[Dataset entries]
┏━━

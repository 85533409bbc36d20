//! Data model shared by the discovery pipeline and its consumers.
use chrono::{DateTime, Utc};
use serde::{Deserialize, Serialize};
use std::fmt::{Display, Formatter};
use std::net::IpAddr;

/// Netflix's own autonomous system (AS-SSI).
pub const NETFLIX_ASN: u32 = 2906;

/// Routing registry information for one IP address.
///
/// Every field is optional: a failed or partial whois lookup yields [AsnInfo::default],
/// which reads as "unknown" everywhere.
#[derive(Debug, Clone, Default, PartialEq, Eq, Serialize, Deserialize)]
pub struct AsnInfo {
    /// origin AS number, without the `AS` prefix
    pub asn: Option<u32>,
    /// AS organization name, e.g. `NETFLIX-ASN - Netflix Streaming Services Inc., US`
    pub as_name: Option<String>,
    /// two-letter country code
    pub country: Option<String>,
    /// announced BGP prefix covering the address
    pub bgp_prefix: Option<String>,
    /// regional internet registry, e.g. `arin`
    pub registry: Option<String>,
    /// allocation date as reported by the registry
    pub allocated: Option<String>,
}

impl AsnInfo {
    pub fn is_known(&self) -> bool {
        self.asn.is_some()
    }
}

/// Network information of the host running the locator.
#[derive(Debug, Clone, Default, PartialEq, Eq, Serialize, Deserialize)]
pub struct NetworkInfo {
    /// public IP address, absent if the lookup service was unreachable
    pub public_ip: Option<IpAddr>,
    pub asn: Option<u32>,
    pub isp: Option<String>,
    pub country: Option<String>,
    /// announced prefix in CIDR notation
    pub prefix: Option<String>,
}

impl NetworkInfo {
    pub fn new(public_ip: Option<IpAddr>, info: AsnInfo) -> Self {
        NetworkInfo {
            public_ip,
            asn: info.asn,
            isp: info.as_name,
            country: info.country,
            prefix: info.bgp_prefix,
        }
    }
}

/// One OCA returned by the speed-test API.
#[derive(Debug, Clone, PartialEq, Serialize, Deserialize)]
pub struct OcaCandidate {
    /// OCA hostname, e.g. `ipv4-c211-ord001-dev-ix.1.oca.nflxvideo.net`
    pub hostname: String,
    /// the speed-test URL the hostname was taken from
    pub url: String,
    /// the raw API entry, passed through untouched
    #[serde(default)]
    pub metadata: serde_json::Value,
}

/// A best-effort geographic location.
#[derive(Debug, Clone, Default, PartialEq, Serialize, Deserialize)]
pub struct Location {
    pub latitude: Option<f64>,
    pub longitude: Option<f64>,
    /// human-readable label such as `Chicago, IL`
    pub city: Option<String>,
    pub country: Option<String>,
    /// three-letter airport code, upper case
    pub iata_code: Option<String>,
}

impl Location {
    pub fn has_coordinates(&self) -> bool {
        self.latitude.is_some() && self.longitude.is_some()
    }

    /// A location is usable if it carries coordinates, or both a city label and an IATA code.
    pub fn is_usable(&self) -> bool {
        self.has_coordinates() || (self.city.is_some() && self.iata_code.is_some())
    }
}

/// How the location of an OCA record was obtained.
#[derive(Debug, Clone, Copy, PartialEq, Eq, Hash, Serialize, Deserialize)]
#[serde(rename_all = "kebab-case")]
pub enum ResolutionMethod {
    /// primary provider answered for (hostname, ASN)
    PrimaryApi,
    /// primary provider answered after substituting Netflix's ASN
    PrimaryApiAsnFallback,
    /// primary provider answered for the PTR name of a NAT64 rendezvous address
    Nat64Ptr,
    /// place name extracted from the hostname and geocoded
    GenericGeocoding,
    Unresolved,
}

impl ResolutionMethod {
    pub fn as_str(&self) -> &'static str {
        match self {
            ResolutionMethod::PrimaryApi => "primary-api",
            ResolutionMethod::PrimaryApiAsnFallback => "primary-api-asn-fallback",
            ResolutionMethod::Nat64Ptr => "nat64-ptr",
            ResolutionMethod::GenericGeocoding => "generic-geocoding",
            ResolutionMethod::Unresolved => "unresolved",
        }
    }
}

impl Display for ResolutionMethod {
    fn fmt(&self, f: &mut Formatter<'_>) -> std::fmt::Result {
        write!(f, "{}", self.as_str())
    }
}

/// Output of the location resolution engine for one hostname.
#[derive(Debug, Clone, PartialEq, Serialize, Deserialize)]
pub struct Resolution {
    pub method: ResolutionMethod,
    pub location: Option<Location>,
    /// the hostname the caller asked about, set when a substitute name was resolved instead
    pub original_domain: Option<String>,
    /// PTR name used in place of the original hostname on the NAT64 path
    pub ptr_hostname: Option<String>,
}

impl Resolution {
    pub fn unresolved() -> Self {
        Resolution {
            method: ResolutionMethod::Unresolved,
            location: None,
            original_domain: None,
            ptr_hostname: None,
        }
    }

    pub(crate) fn found(method: ResolutionMethod, location: Location) -> Self {
        Resolution {
            method,
            location: Some(location),
            original_domain: None,
            ptr_hostname: None,
        }
    }
}

/// Final, fully assembled record for one OCA candidate.
///
/// `method` is always set; it reads `unresolved` when no location could be found.
#[derive(Debug, Clone, PartialEq, Serialize, Deserialize)]
pub struct OcaRecord {
    pub hostname: String,
    pub url: String,
    /// resolved address, absent if forward DNS failed
    pub ip: Option<IpAddr>,
    pub asn: Option<u32>,
    /// network provider (AS name) operating the address
    pub isp: Option<String>,
    pub location: Option<Location>,
    pub method: ResolutionMethod,
    #[serde(skip_serializing_if = "Option::is_none")]
    pub original_domain: Option<String>,
    #[serde(skip_serializing_if = "Option::is_none")]
    pub ptr_hostname: Option<String>,
    #[serde(default, skip_serializing_if = "serde_json::Value::is_null")]
    pub metadata: serde_json::Value,
}

impl OcaRecord {
    pub fn assemble(
        candidate: OcaCandidate,
        ip: Option<IpAddr>,
        asn_info: AsnInfo,
        resolution: Resolution,
    ) -> Self {
        OcaRecord {
            hostname: candidate.hostname,
            url: candidate.url,
            ip,
            asn: asn_info.asn,
            isp: asn_info.as_name,
            location: resolution.location,
            method: resolution.method,
            original_domain: resolution.original_domain,
            ptr_hostname: resolution.ptr_hostname,
            metadata: candidate.metadata,
        }
    }

    /// Record for a candidate whose processing produced nothing (e.g. cancelled at the deadline).
    pub fn unresolved(candidate: OcaCandidate) -> Self {
        Self::assemble(candidate, None, AsnInfo::default(), Resolution::unresolved())
    }

    pub fn is_resolved(&self) -> bool {
        self.method != ResolutionMethod::Unresolved
    }

    pub fn city(&self) -> Option<&str> {
        self.location.as_ref().and_then(|l| l.city.as_deref())
    }

    pub fn iata_code(&self) -> Option<&str> {
        self.location.as_ref().and_then(|l| l.iata_code.as_deref())
    }
}

#[allow(clippy::unwrap_used)]
impl Display for OcaRecord {
    fn fmt(&self, f: &mut Formatter<'_>) -> std::fmt::Result {
        write!(f, "{}", serde_json::to_string(self).unwrap())
    }
}

/// Complete result of one locator run.
#[derive(Debug, Clone, Serialize, Deserialize)]
pub struct LocatorResult {
    pub network: NetworkInfo,
    /// one record per candidate, in the order returned by the speed-test API
    pub records: Vec<OcaRecord>,
    pub query_time: DateTime<Utc>,
    #[serde(skip)]
    pub token: String,
}

impl LocatorResult {
    pub fn resolved_count(&self) -> usize {
        self.records.iter().filter(|r| r.is_resolved()).count()
    }
}

#[cfg(test)]
mod tests {
    use super::*;

    fn candidate() -> OcaCandidate {
        OcaCandidate {
            hostname: "ipv4-c211-ord001-dev-ix.1.oca.nflxvideo.net".to_string(),
            url: "https://ipv4-c211-ord001-dev-ix.1.oca.nflxvideo.net/speedtest".to_string(),
            metadata: serde_json::Value::Null,
        }
    }

    #[test]
    fn test_method_serialization() {
        let json = serde_json::to_string(&ResolutionMethod::PrimaryApiAsnFallback).unwrap();
        assert_eq!(json, "\"primary-api-asn-fallback\"");
        let json = serde_json::to_string(&ResolutionMethod::Nat64Ptr).unwrap();
        assert_eq!(json, "\"nat64-ptr\"");
        assert_eq!(ResolutionMethod::GenericGeocoding.to_string(), "generic-geocoding");
    }

    #[test]
    fn test_unresolved_record_keeps_method() {
        let record = OcaRecord::unresolved(candidate());
        assert_eq!(record.method, ResolutionMethod::Unresolved);
        assert!(!record.is_resolved());
        assert!(record.location.is_none());
        assert!(record.ip.is_none());

        let value: serde_json::Value = serde_json::from_str(&record.to_string()).unwrap();
        assert_eq!(value["method"], "unresolved");
        assert!(value.get("original_domain").is_none());
    }

    #[test]
    fn test_location_usable() {
        let mut location = Location {
            city: Some("Chicago, IL".to_string()),
            ..Default::default()
        };
        assert!(!location.is_usable());
        location.iata_code = Some("ORD".to_string());
        assert!(location.is_usable());

        let coords = Location {
            latitude: Some(41.97),
            longitude: Some(-87.90),
            ..Default::default()
        };
        assert!(coords.is_usable());
    }

    #[test]
    fn test_token_not_serialized() {
        let result = LocatorResult {
            network: NetworkInfo::default(),
            records: vec![OcaRecord::unresolved(candidate())],
            query_time: Utc::now(),
            token: "YXNkZmFzZGxmbnNkYWZoYXNkZmhrYWxm".to_string(),
        };
        let json = serde_json::to_string(&result).unwrap();
        assert!(!json.contains("YXNkZmFzZGxmbnNkYWZoYXNkZmhrYWxm"));
        assert_eq!(result.resolved_count(), 0);
    }

    #[test]
    fn test_resolved_count() {
        let located = OcaRecord::assemble(
            candidate(),
            None,
            AsnInfo::default(),
            Resolution::found(
                ResolutionMethod::GenericGeocoding,
                Location {
                    city: Some("Chicago".to_string()),
                    iata_code: Some("ORD".to_string()),
                    ..Default::default()
                },
            ),
        );
        assert!(located.is_resolved());

        let result = LocatorResult {
            network: NetworkInfo::default(),
            records: vec![located, OcaRecord::unresolved(candidate())],
            query_time: Utc::now(),
            token: String::new(),
        };
        assert_eq!(result.resolved_count(), 1);
    }
}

┗━━

# TASK PROMPT
The answer should contain only the lines from the first line of the entries through the line holding "autonomous system (AS-SSI).", each exactly as written.

# EXERCISE SOLUTION
repository 85533409bbc36d20
//! Data model shared by the discovery pipeline and its consumers.
use chrono::{DateTime, Utc};
use serde::{Deserialize, Serialize};
use std::fmt::{Display, Formatter};
use std::net::IpAddr;

/// Netflix's own autonomous system (AS-SSI).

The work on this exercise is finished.